Sentenza 17 luglio 2014, n.16379

Ai fini specifici che rilevano in questa sede, ovvero la
composizione del contrasto giurisprudenziale in merito alla fatto se
la convivenza prolungata possa rappresentare una condizione di
violazione dell’ordine pubblico interno (ostativa dunque della
dichiarazione d’efficacia nell’ordinamento civile della
sentenza di nullità del matrimonio pronunciata dal giudice
ecclesiastico), il Collegio ritiene di potere prendere a riferimento
– in ragione delle strette analogie tra le due fattispecie
– i commi 1 e 4 dell’art. 6 della legge n. 184 del 1983
(Diritto del minore ad una famiglia) nel testo sostituito
dall’art. 6, comma 1 della legge n. 149 del 2001, secondo i
quali “L’adozione è consentita a coniugi uniti in
matrimonio da almeno tra anni". Al riguardo, la Corte
costituzionale, chiamata a pronunciarsi tra l’altro sulla
legittimità di tale disposizione originaria, nella parte in cui
disponeva che ai fini della adottabilità che i coniugi
potessero vantare anche una convivenza prematrimoniale di almeno 10
anni, ha sul punto precisato di appoggiare la “scelta adottata
dal legislatore italiano che, al pari di numerosi legislatori europei,
intende il matrimonio … non solo come ‘atto
costitutivo’ ma anche come ‘rapporto giuridico’,
vale a dire come vincolo rafforzato da un periodo di esperienza
matrimoniale, in cui sia perdurante la volontà di vivere
insieme”; ed ha dichiarato infine che “il criterio dei tre
anni successivi alle nozze si configura come requisito minimo
presuntivo a dimostrazione della stabilità del rapporto
matrimoniale” (n. 2 delle considerazioni in diritto, della
sentenza n. 281 del 1994): dalla lettura di tali disposizioni pare
evidente la loro possibile riferibilità alle fattispecie in
esame (in particolare, gli argomenti fondati sulla distinzione
matrimonio-atto e matrimonio rapporto, sulla valorizzazione della
convivenza coniugale con le caratteristiche di stabilità ed
omogeneità, e soprattutto sul criterio dei tre anni successivi
alle nozze). Ciò porta ad affermare che la convivenza dei
coniugi, protrattasi per almeno tra anni dalla celebrazione del
matrimonio, in quanto costitutiva di una situazione giuridica
disciplinata da norme di “ordine pubblico interno
italiano”, anche in applicazione dell'art. 7, comma 1 della
Costituzione e del principio supremo di laicità dello Stato,
osta alla dichiarazione di efficacia nella Repubblica Italiana delle
sentenze di nullità del matrimonio concordatario.
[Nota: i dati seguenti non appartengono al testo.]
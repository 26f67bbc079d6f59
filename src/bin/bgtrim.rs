//! bgtrim CLI tool
//!
//! Command-line interface for erasing near-white backgrounds and cropping
//! images to their content.

#[cfg(feature = "cli")]
use bgtrim::cli;

#[cfg(feature = "cli")]
#[tokio::main]
async fn main() -> anyhow::Result<()> {
    cli::main().await
}

#[cfg(not(feature = "cli"))]
fn main() {
    eprintln!("CLI feature not enabled. Please rebuild with --features cli");
    std::process::exit(2);
}
#[cfg(test)]
mod tests {
    use super::*;
    use std::sync::{Arc, Mutex};

    #[derive(Default)]
    struct TestProgressReporter {
        progress_updates: Arc<Mutex<Vec<ProgressUpdate>>>,
        completions: Arc<Mutex<Vec<ProcessingTimings>>>,
        errors: Arc<Mutex<Vec<(ProcessingStage, String)>>>,
    }

    impl ProgressReporter for TestProgressReporter {
        fn report_progress(&self, update: ProgressUpdate) {
            self.progress_updates.lock().unwrap().push(update);
        }

        fn report_completion(&self, timings: ProcessingTimings) {
            self.completions.lock().unwrap().push(timings);
        }

        fn report_error(&self, stage: ProcessingStage, error: &str) {
            self.errors.lock().unwrap().push((stage, error.to_string()));
        }
    }

    const PIPELINE: [ProcessingStage; 7] = [
        ProcessingStage::ImageLoading,
        ProcessingStage::Segmentation,
        ProcessingStage::BoundingBox,
        ProcessingStage::Cropping,
        ProcessingStage::FormatConversion,
        ProcessingStage::FileSaving,
        ProcessingStage::Completed,
    ];

    #[test]
    fn test_pipeline_progress_is_ascending() {
        for pair in PIPELINE.windows(2) {
            assert!(pair[0].progress_percentage() < pair[1].progress_percentage());
        }
        assert_eq!(ProcessingStage::Completed.progress_percentage(), 100);
    }

    #[test]
    fn test_processing_stage_descriptions() {
        assert_eq!(
            ProcessingStage::Segmentation.description(),
            "Erasing background regions"
        );
        for stage in &PIPELINE {
            assert!(!stage.description().is_empty());
        }
    }

    #[test]
    fn test_progress_update_creation() {
        let update = ProgressUpdate::new(ProcessingStage::Cropping, Instant::now()).with_eta(1500);

        assert_eq!(update.stage, ProcessingStage::Cropping);
        assert_eq!(update.progress, 90);
        assert_eq!(update.description, "Cropping to content");
        assert_eq!(update.eta_ms, Some(1500));
    }

    #[test]
    fn test_progress_tracker() {
        let reporter = TestProgressReporter::default();
        let updates = reporter.progress_updates.clone();
        let completions = reporter.completions.clone();
        let errors = reporter.errors.clone();

        let mut tracker = ProgressTracker::new(Box::new(reporter));
        tracker.report_stage(ProcessingStage::ImageLoading);
        tracker.report_stage_with_description(
            ProcessingStage::Segmentation,
            "Flooding from 12 border seeds".to_string(),
        );
        tracker.report_completion(ProcessingTimings::default());
        tracker.report_error("worker timed out");

        let updates = updates.lock().unwrap();
        assert_eq!(updates.len(), 2);
        assert_eq!(updates[1].description, "Flooding from 12 border seeds");
        assert_eq!(completions.lock().unwrap().len(), 1);

        let errors = errors.lock().unwrap();
        assert_eq!(errors[0].0, ProcessingStage::Segmentation);
        assert_eq!(errors[0].1, "worker timed out");
        assert_eq!(tracker.current_stage(), Some(&ProcessingStage::Segmentation));
    }

    #[test]
    fn test_error_before_any_stage_uses_loading() {
        let reporter = TestProgressReporter::default();
        let errors = reporter.errors.clone();
        let tracker = ProgressTracker::new(Box::new(reporter));

        tracker.report_error("boom");
        assert_eq!(errors.lock().unwrap()[0].0, ProcessingStage::ImageLoading);
    }

    #[test]
    fn test_trait_object_safety() {
        let reporters: Vec<Box<dyn ProgressReporter>> = vec![
            Box::new(NoOpProgressReporter),
            Box::new(ConsoleProgressReporter::new(true)),
            create_cli_progress_reporter(true, false, 3),
        ];

        let batch_update = BatchProgressUpdate {
            total_progress: ProgressUpdate::new(
                ProcessingStage::BatchItemProcessing,
                Instant::now(),
            ),
            current_item_progress: None,
            stats: BatchProcessingStats {
                items_completed: 1,
                items_total: 3,
                items_failed: 0,
                current_item_name: "scan.png".to_string(),
                processing_rate: 1.0,
                eta_seconds: Some(60),
            },
        };

        for reporter in reporters {
            reporter.report_progress(ProgressUpdate::new(
                ProcessingStage::BoundingBox,
                Instant::now(),
            ));
            reporter.report_completion(ProcessingTimings::default());
            reporter.report_error(ProcessingStage::FileSaving, "Test error");
            reporter.report_batch_progress(batch_update.clone());
        }
    }

    #[test]
    fn test_batch_progress_bar_width() {
        assert_eq!(BatchProgressReporter::progress_bar(0).chars().count(), 20);
        assert_eq!(BatchProgressReporter::progress_bar(100), "█".repeat(20));
        assert_eq!(BatchProgressReporter::format_eta(Some(125)), "2m 5s");
        assert_eq!(BatchProgressReporter::format_eta(None), "calculating...");
    }
}
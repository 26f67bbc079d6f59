//! Core types for background trimming operations

use crate::{
    config::{OutputFormat, SegmentationStrategy, Tolerance},
    error::{BgTrimError, Result},
};
use chrono::{DateTime, Utc};
use image::{DynamicImage, GenericImageView, RgbaImage};
use log::info;
use serde::{Deserialize, Serialize};
use std::path::Path;

/// Bytes per RGBA8 pixel
pub const CHANNELS: usize = 4;

/// Offset of the alpha channel inside one pixel
pub const ALPHA: usize = 3;

/// Rectangular RGBA8 pixel grid stored row-major.
///
/// The byte at `(y * width + x) * 4 + channel` holds the given channel.
/// Width, height and length are checked on construction and never change
/// afterwards, so every index derived from in-bounds coordinates is valid.
#[derive(Debug, Clone, PartialEq, Eq)]
pub struct PixelBuffer {
    width: u32,
    height: u32,
    data: Vec<u8>,
}

impl PixelBuffer {
    /// Wrap raw RGBA8 bytes, taking ownership of the storage.
    ///
    /// # Errors
    /// - `BgTrimError::InvalidDimensions` when width or height is zero, when
    ///   `width * height * 4` overflows, or when it differs from `data.len()`
    pub fn new(width: u32, height: u32, data: Vec<u8>) -> Result<Self> {
        Self::check_dimensions(width, height, data.len())?;
        Ok(Self {
            width,
            height,
            data,
        })
    }

    /// Fail fast on dimensions that would make traversal unsafe
    ///
    /// # Errors
    /// - Same conditions as [`PixelBuffer::new`]
    pub fn check_dimensions(width: u32, height: u32, len: usize) -> Result<()> {
        let expected = (width as usize)
            .checked_mul(height as usize)
            .and_then(|n| n.checked_mul(CHANNELS));
        match expected {
            Some(expected) if width > 0 && height > 0 && expected == len => Ok(()),
            _ => Err(BgTrimError::invalid_dimensions(width, height, len)),
        }
    }

    /// Take ownership of an `RgbaImage`'s backing storage without copying
    ///
    /// # Errors
    /// - `BgTrimError::InvalidDimensions` for zero-sized images
    pub fn from_rgba_image(image: RgbaImage) -> Result<Self> {
        let (width, height) = image.dimensions();
        Self::new(width, height, image.into_raw())
    }

    /// Decode-side helper: convert any `DynamicImage` to RGBA8 at native resolution
    ///
    /// # Errors
    /// - `BgTrimError::InvalidDimensions` for zero-sized images
    pub fn from_dynamic_image(image: &DynamicImage) -> Result<Self> {
        Self::from_rgba_image(image.to_rgba8())
    }

    /// Hand the storage back as an `RgbaImage` without copying
    ///
    /// # Errors
    /// - `BgTrimError::Internal` if the buffer no longer matches its dimensions
    pub fn into_rgba_image(self) -> Result<RgbaImage> {
        RgbaImage::from_raw(self.width, self.height, self.data)
            .ok_or_else(|| BgTrimError::internal("Pixel buffer length does not match dimensions"))
    }

    #[must_use]
    pub fn width(&self) -> u32 {
        self.width
    }

    #[must_use]
    pub fn height(&self) -> u32 {
        self.height
    }

    #[must_use]
    pub fn dimensions(&self) -> (u32, u32) {
        (self.width, self.height)
    }

    /// Number of pixels (`width * height`)
    #[must_use]
    pub fn pixel_count(&self) -> usize {
        self.width as usize * self.height as usize
    }

    #[must_use]
    pub fn as_bytes(&self) -> &[u8] {
        &self.data
    }

    /// RGBA value at `(x, y)`, or `None` outside the grid
    #[must_use]
    pub fn pixel(&self, x: u32, y: u32) -> Option<[u8; 4]> {
        if x >= self.width || y >= self.height {
            return None;
        }
        let start = self.pixel_index(x, y) * CHANNELS;
        self.data
            .get(start..start + CHANNELS)
            .and_then(|px| px.try_into().ok())
    }

    /// Alpha value at `(x, y)`, or `None` outside the grid
    #[must_use]
    pub fn alpha(&self, x: u32, y: u32) -> Option<u8> {
        self.pixel(x, y).map(|px| px[ALPHA])
    }

    /// Count of pixels whose alpha is nonzero
    #[must_use]
    pub fn opaque_pixel_count(&self) -> usize {
        self.data
            .chunks_exact(CHANNELS)
            .filter(|px| px[ALPHA] > 0)
            .count()
    }

    /// Linear pixel index (not byte offset) of `(x, y)`
    #[inline]
    pub(crate) fn pixel_index(&self, x: u32, y: u32) -> usize {
        y as usize * self.width as usize + x as usize
    }

    /// Whether the pixel at linear index `idx` is background-like
    #[inline]
    #[allow(clippy::indexing_slicing)]
    pub(crate) fn is_background_like(&self, idx: usize, tolerance: Tolerance) -> bool {
        let base = idx * CHANNELS;
        tolerance.admits(self.data[base], self.data[base + 1], self.data[base + 2])
    }

    /// Zero the alpha channel of the pixel at linear index `idx`
    #[inline]
    #[allow(clippy::indexing_slicing)]
    pub(crate) fn erase(&mut self, idx: usize) {
        self.data[idx * CHANNELS + ALPHA] = 0;
    }

    #[inline]
    #[allow(clippy::indexing_slicing)]
    pub(crate) fn alpha_at(&self, idx: usize) -> u8 {
        self.data[idx * CHANNELS + ALPHA]
    }
}

/// Minimal inclusive rectangle around the non-transparent pixels of an image.
///
/// The "no content" case is represented as `Option::<BoundingBox>::None` and is
/// never encoded as a zero- or negative-size rectangle.
#[derive(Debug, Clone, Copy, PartialEq, Eq, Hash, Serialize, Deserialize)]
pub struct BoundingBox {
    pub min_x: u32,
    pub min_y: u32,
    pub max_x: u32,
    pub max_y: u32,
}

impl BoundingBox {
    /// Box covering a whole `width x height` image
    ///
    /// Both dimensions must be nonzero.
    #[must_use]
    pub fn full(width: u32, height: u32) -> Self {
        Self {
            min_x: 0,
            min_y: 0,
            max_x: width.saturating_sub(1),
            max_y: height.saturating_sub(1),
        }
    }

    #[must_use]
    pub fn width(&self) -> u32 {
        self.max_x - self.min_x + 1
    }

    #[must_use]
    pub fn height(&self) -> u32 {
        self.max_y - self.min_y + 1
    }

    #[must_use]
    pub fn area(&self) -> u64 {
        u64::from(self.width()) * u64::from(self.height())
    }

    #[must_use]
    pub fn contains(&self, x: u32, y: u32) -> bool {
        (self.min_x..=self.max_x).contains(&x) && (self.min_y..=self.max_y).contains(&y)
    }
}

impl std::fmt::Display for BoundingBox {
    fn fmt(&self, f: &mut std::fmt::Formatter<'_>) -> std::fmt::Result {
        write!(
            f,
            "({}, {})-({}, {}) [{}x{}]",
            self.min_x,
            self.min_y,
            self.max_x,
            self.max_y,
            self.width(),
            self.height()
        )
    }
}

/// Counters collected while erasing the background
#[derive(Debug, Clone, Copy, Default, PartialEq, Eq, Serialize, Deserialize)]
pub struct SegmentationStats {
    /// Connected background-like regions discovered
    pub regions_found: usize,
    /// Regions whose alpha was zeroed
    pub regions_erased: usize,
    /// Pixels whose alpha was zeroed
    pub pixels_erased: usize,
}

/// Detailed timing breakdown for one trim run
#[derive(Debug, Clone, Default, PartialEq, Eq, Serialize, Deserialize)]
pub struct ProcessingTimings {
    /// Image decoding from bytes or file
    pub image_decode_ms: u64,

    /// Background segmentation and erasure (inside the worker)
    pub segmentation_ms: u64,

    /// Bounding box scan (inside the worker)
    pub bounding_box_ms: u64,

    /// Crop/compose of the final image
    pub crop_ms: u64,

    /// Final image encoding (if saving to file)
    pub image_encode_ms: Option<u64>,

    /// Total end-to-end processing time
    pub total_ms: u64,
}

impl ProcessingTimings {
    /// Time not attributed to a measured stage
    #[must_use]
    pub fn other_overhead_ms(&self) -> u64 {
        let measured = self.image_decode_ms
            + self.segmentation_ms
            + self.bounding_box_ms
            + self.crop_ms
            + self.image_encode_ms.unwrap_or(0);
        self.total_ms.saturating_sub(measured)
    }
}

/// Processing metadata recorded for each result
#[derive(Debug, Clone, PartialEq, Serialize, Deserialize)]
pub struct ProcessingMetadata {
    /// Strategy used for segmentation
    pub strategy: SegmentationStrategy,
    /// Tolerance used for classification
    pub tolerance: Tolerance,
    /// Region and pixel counters
    pub stats: SegmentationStats,
    /// Stage timings
    pub timings: ProcessingTimings,
    /// When processing finished
    pub processed_at: DateTime<Utc>,
}

impl ProcessingMetadata {
    #[must_use]
    pub fn new(strategy: SegmentationStrategy, tolerance: Tolerance) -> Self {
        Self {
            strategy,
            tolerance,
            stats: SegmentationStats::default(),
            timings: ProcessingTimings::default(),
            processed_at: Utc::now(),
        }
    }
}

/// Result of one trim run: the cropped image plus what was found
#[derive(Debug, Clone)]
pub struct TrimResult {
    /// Cropped image (or the 1x1 placeholder when nothing was left)
    pub image: DynamicImage,

    /// Bounding box in source-image coordinates; `None` when no content remained
    pub bounding_box: Option<BoundingBox>,

    /// Original image dimensions
    pub original_dimensions: (u32, u32),

    /// Processing metadata
    pub metadata: ProcessingMetadata,

    /// Original input path (for logging purposes)
    pub input_path: Option<String>,
}

impl TrimResult {
    #[must_use]
    pub fn new(
        image: DynamicImage,
        bounding_box: Option<BoundingBox>,
        original_dimensions: (u32, u32),
        metadata: ProcessingMetadata,
    ) -> Self {
        Self {
            image,
            bounding_box,
            original_dimensions,
            metadata,
            input_path: None,
        }
    }

    /// Whether the whole image was erased
    #[must_use]
    pub fn is_empty(&self) -> bool {
        self.bounding_box.is_none()
    }

    /// Get image dimensions
    #[must_use]
    pub fn dimensions(&self) -> (u32, u32) {
        self.image.dimensions()
    }

    /// Save the result as PNG with alpha channel
    pub fn save_png<P: AsRef<Path>>(&self, path: P) -> Result<()> {
        self.image.save_with_format(path, image::ImageFormat::Png)?;
        Ok(())
    }

    /// Save in the specified format
    pub fn save<P: AsRef<Path>>(&self, path: P, format: OutputFormat, quality: u8) -> Result<()> {
        match format {
            OutputFormat::Png => self.save_png(path),
            OutputFormat::Rgba8 => {
                std::fs::write(path, self.image.to_rgba8().as_raw())?;
                Ok(())
            },
            OutputFormat::Jpeg | OutputFormat::WebP | OutputFormat::Tiff => {
                std::fs::write(path, self.to_bytes(format, quality)?)?;
                Ok(())
            },
        }
    }

    /// Save and record encoding time in the metadata
    pub fn save_with_timing<P: AsRef<Path>>(
        &mut self,
        path: P,
        format: OutputFormat,
        quality: u8,
    ) -> Result<()> {
        let path_str = path.as_ref().display().to_string();
        let encode_start = instant::Instant::now();
        self.save(&path, format, quality)?;
        let encode_ms = encode_start.elapsed().as_millis() as u64;
        self.metadata.timings.image_encode_ms = Some(encode_ms);

        let input_path = self.input_path.as_deref().unwrap_or("input");
        info!(
            "Trimmed: {} -> {} in {:.2}s",
            input_path,
            path_str,
            (self.metadata.timings.total_ms + encode_ms) as f64 / 1000.0
        );
        Ok(())
    }

    /// Get the image as encoded bytes in the specified format
    pub fn to_bytes(&self, format: OutputFormat, quality: u8) -> Result<Vec<u8>> {
        let mut buffer = Vec::new();
        let mut cursor = std::io::Cursor::new(&mut buffer);
        match format {
            OutputFormat::Png => self.image.write_to(&mut cursor, image::ImageFormat::Png)?,
            OutputFormat::Jpeg => {
                let rgb_image = self.image.to_rgb8();
                let mut encoder =
                    image::codecs::jpeg::JpegEncoder::new_with_quality(&mut cursor, quality);
                encoder.encode_image(&rgb_image)?;
            },
            OutputFormat::WebP => {
                #[cfg(feature = "webp-support")]
                {
                    DynamicImage::ImageRgba8(self.image.to_rgba8())
                        .write_to(&mut cursor, image::ImageFormat::WebP)?;
                }
                #[cfg(not(feature = "webp-support"))]
                {
                    return Err(BgTrimError::invalid_config(
                        "WebP output requires the `webp-support` feature",
                    ));
                }
            },
            OutputFormat::Tiff => self.image.write_to(&mut cursor, image::ImageFormat::Tiff)?,
            OutputFormat::Rgba8 => return Ok(self.image.to_rgba8().into_raw()),
        }
        Ok(buffer)
    }

    /// Encode the result as a PNG data URL
    pub fn to_data_url(&self) -> Result<String> {
        let png = self.to_bytes(OutputFormat::Png, 100)?;
        Ok(crate::services::data_url::encode_png_data_url(&png))
    }

    /// Timing summary for display
    #[must_use]
    pub fn timing_summary(&self) -> String {
        let t = &self.metadata.timings;
        let mut summary = format!(
            "Total: {}ms | Decode: {}ms | Segmentation: {}ms | BBox: {}ms | Crop: {}ms",
            t.total_ms, t.image_decode_ms, t.segmentation_ms, t.bounding_box_ms, t.crop_ms
        );
        if let Some(encode_ms) = t.image_encode_ms {
            summary.push_str(&format!(" | Encode: {}ms", encode_ms));
        }
        let other_ms = t.other_overhead_ms();
        if other_ms > 5 {
            summary.push_str(&format!(" | Other: {}ms", other_ms));
        }
        summary
    }
}
/// Find image files in a directory
fn find_image_files(dir: &Path, recursive: bool, pattern: Option<&str>) -> Result<Vec<PathBuf>> {
    let mut files = Vec::new();

    if recursive {
        for entry in walkdir::WalkDir::new(dir) {
            let entry = entry?;
            if entry.file_type().is_file() {
                let path = entry.path();
                if ImageIOService::is_supported_format(path) && matches_pattern(path, pattern) {
                    files.push(path.to_path_buf());
                }
            }
        }
    } else {
        for entry in std::fs::read_dir(dir)? {
            let entry = entry?;
            if entry.file_type()?.is_file() {
                let path = entry.path();
                if ImageIOService::is_supported_format(&path) && matches_pattern(&path, pattern) {
                    files.push(path);
                }
            }
        }
    }

    Ok(files)
}

/// Check if the file name matches the given glob pattern
fn matches_pattern(path: &Path, pattern: Option<&str>) -> bool {
    match pattern {
        Some(pat) => path
            .file_name()
            .and_then(|n| n.to_str())
            .is_some_and(|filename| {
                glob::Pattern::new(pat)
                    .map(|p| p.matches(filename))
                    .unwrap_or(false)
            }),
        None => true,
    }
}

/// `<dir>/<stem>_trimmed.<ext>` next to the input
fn generate_output_path(input_path: &Path, format: OutputFormat) -> PathBuf {
    let dir = input_path.parent().unwrap_or(Path::new("."));
    generate_output_path_with_dir(input_path, dir, format)
}

fn generate_output_path_with_dir(
    input_path: &Path,
    output_dir: &Path,
    format: OutputFormat,
) -> PathBuf {
    let stem = input_path.file_stem().unwrap_or_default();
    output_dir.join(format!(
        "{}_trimmed.{}",
        stem.to_string_lossy(),
        OutputFormatHandler::get_extension(format)
    ))
}

#[cfg(test)]
mod tests {
    use super::*;
    use tempfile::tempdir;

    #[test]
    fn test_cli_parsing() {
        let cli = Cli::try_parse_from([
            "bgtrim",
            "a.png",
            "b.jpg",
            "-o",
            "out",
            "-s",
            "area",
            "--min-area-percentage",
            "4",
            "-vv",
        ])
        .unwrap();

        assert_eq!(cli.input, vec!["a.png", "b.jpg"]);
        assert_eq!(cli.output.as_deref(), Some("out"));
        assert_eq!(cli.strategy, Some(CliStrategy::Area));
        assert_eq!(cli.min_area_percentage, Some(4.0));
        assert_eq!(cli.verbose, 2);
        assert!(!cli.report);
    }

    #[test]
    fn test_cli_requires_input() {
        assert!(Cli::try_parse_from(["bgtrim"]).is_err());
        assert!(Cli::try_parse_from(["bgtrim", "x.png", "-s", "diagonal"]).is_err());
    }

    #[test]
    fn test_matches_pattern() {
        assert!(matches_pattern(Path::new("dir/shot_01.png"), Some("shot_*.png")));
        assert!(!matches_pattern(Path::new("dir/other.png"), Some("shot_*.png")));
        assert!(matches_pattern(Path::new("any.png"), None));
        assert!(!matches_pattern(Path::new("any.png"), Some("[")));
    }

    #[test]
    fn test_generate_output_path() {
        assert_eq!(
            generate_output_path(Path::new("/tmp/in/photo.jpg"), OutputFormat::Png),
            PathBuf::from("/tmp/in/photo_trimmed.png")
        );
        assert_eq!(
            generate_output_path_with_dir(
                Path::new("/tmp/in/photo.png"),
                Path::new("/tmp/out"),
                OutputFormat::Jpeg
            ),
            PathBuf::from("/tmp/out/photo_trimmed.jpg")
        );
    }

    #[test]
    fn test_find_image_files() {
        let temp_dir = tempdir().unwrap();
        let nested = temp_dir.path().join("nested");
        std::fs::create_dir(&nested).unwrap();
        std::fs::write(temp_dir.path().join("a.png"), b"").unwrap();
        std::fs::write(temp_dir.path().join("b.txt"), b"").unwrap();
        std::fs::write(nested.join("c.jpg"), b"").unwrap();

        let flat = find_image_files(temp_dir.path(), false, None).unwrap();
        assert_eq!(flat.len(), 1);

        let mut deep = find_image_files(temp_dir.path(), true, None).unwrap();
        deep.sort();
        assert_eq!(deep.len(), 2);

        let filtered = find_image_files(temp_dir.path(), true, Some("*.jpg")).unwrap();
        assert_eq!(filtered, vec![nested.join("c.jpg")]);
    }

    #[test]
    fn test_prepare_output_dir() {
        let temp_dir = tempdir().unwrap();
        let out = temp_dir.path().join("out");

        assert!(prepare_output_dir(Some("-"), 2).is_err());
        assert_eq!(prepare_output_dir(Some("ignored"), 1).unwrap(), None);
        assert_eq!(
            prepare_output_dir(out.to_str(), 3).unwrap(),
            Some(out.clone())
        );
        assert!(out.is_dir());
    }
}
[Così deciso in Roma, nella Camera di Consiglio delle Sezioni
Unite Civili, il 3 dicembre 2013. Depositata in cancelleria il 17
luglio 2014]


Si veda:
Ordinanza interlocutoria 14 gennaio 2013, n. 712


cfr. in OLIR.it.

Sentenza 21 maggio 2014, n.11226

La dichiarazione di nullità del matrimonio per esclusione da
parte di uno solo dei coniugi del bonum prolis non preclude la
delibazione della sentenza ecclesiastica, quando di quella esclusione
fosse a conoscenza l'altro coniuge o quando vi siano stati chiari
elementi rivelatori di tale atteggiamento psichico conoscibili con
l'uso della normale diligenza.

Sentenza 19 maggio 2014, n.10956

Nel procedimento di delibazione la domanda che una delle parti
introduce con citazione (come richiesto dall'art. 4, lett. b), del
protocollo addizionale all'accordo tra Repubblica italiana e Santa
Sede del 18 febbraio 1984, esecutivo con L. 25 marzo 1985, n. 121)
dinanzi alla Corte di appello è soggetta alle regole del
procedimento ordinario, ivi comprese quelle relative al termine di
comparizione di cui all'art. 163 bis c.p.c.
Tale norma,
allo scopo di assicurare il diritto di difesa della controparte,
impone infatti che fra la data della notificazione della citazione e
la data della prima udienza di comparizione trascorra un congruo
termine (dilatorio) minimo, pari a 90 giorni, tenendo conto per
consolidato orientamento giurisprudenziale anche della sospensione
feriale dei termini processuali (Nel caso specie, non essendo stato
osservato il termine di novanta giorni liberi, poichè nel
relativo computo veniva calcolato anche il periodo di sospensione
feriale dei termini processuali, la Suprema Corte ha accolto il
ricorso e rinviato alla Corte d'Appello).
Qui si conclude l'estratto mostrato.